Exercise objective: In full and without alteration, print the entries that follow.

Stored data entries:
↓
//! Shader preprocessing and pipeline layout compilation.
//!
//! A [`manifest::PipelineManifest`] lists the stages of one pipeline, written
//! in the `ark_main` dialect, together with the attributes, uniforms and
//! resources the engine provides. [`compiler::build_pipeline`] turns it into
//! backend-ready shaders for OpenGL ES 3, Vulkan, bgfx or SDL3 GPU.

pub mod backend;
pub mod compiler;
pub mod hash;
pub mod manifest;
pub mod options;
pub mod pipeline;
pub mod shader;

pub use backend::RenderingBackend;
pub use compiler::{CompiledPipeline, build_pipeline, generate_pipeline_sources};
pub use manifest::{PipelineManifest, load_manifest_from_path, parse_manifest};
pub use options::{CrossCompileTarget, PipelineBuildOptions};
↑
Answer section:
//! Shader preprocessing and pipeline layout compilation.
//!
//! A [`manifest::PipelineManifest`] lists the stages of one pipeline, written
//! in the `ark_main` dialect, together with the attributes, uniforms and
//! resources the engine provides. [`compiler::build_pipeline`] turns it into
//! backend-ready shaders for OpenGL ES 3, Vulkan, bgfx or SDL3 GPU.

pub mod backend;
pub mod compiler;
pub mod hash;
pub mod manifest;
pub mod options;
pub mod pipeline;
pub mod shader;

pub use backend::RenderingBackend;
pub use compiler::{CompiledPipeline, build_pipeline, generate_pipeline_sources};
pub use manifest::{PipelineManifest, load_manifest_from_path, parse_manifest};
pub use options::{CrossCompileTarget, PipelineBuildOptions};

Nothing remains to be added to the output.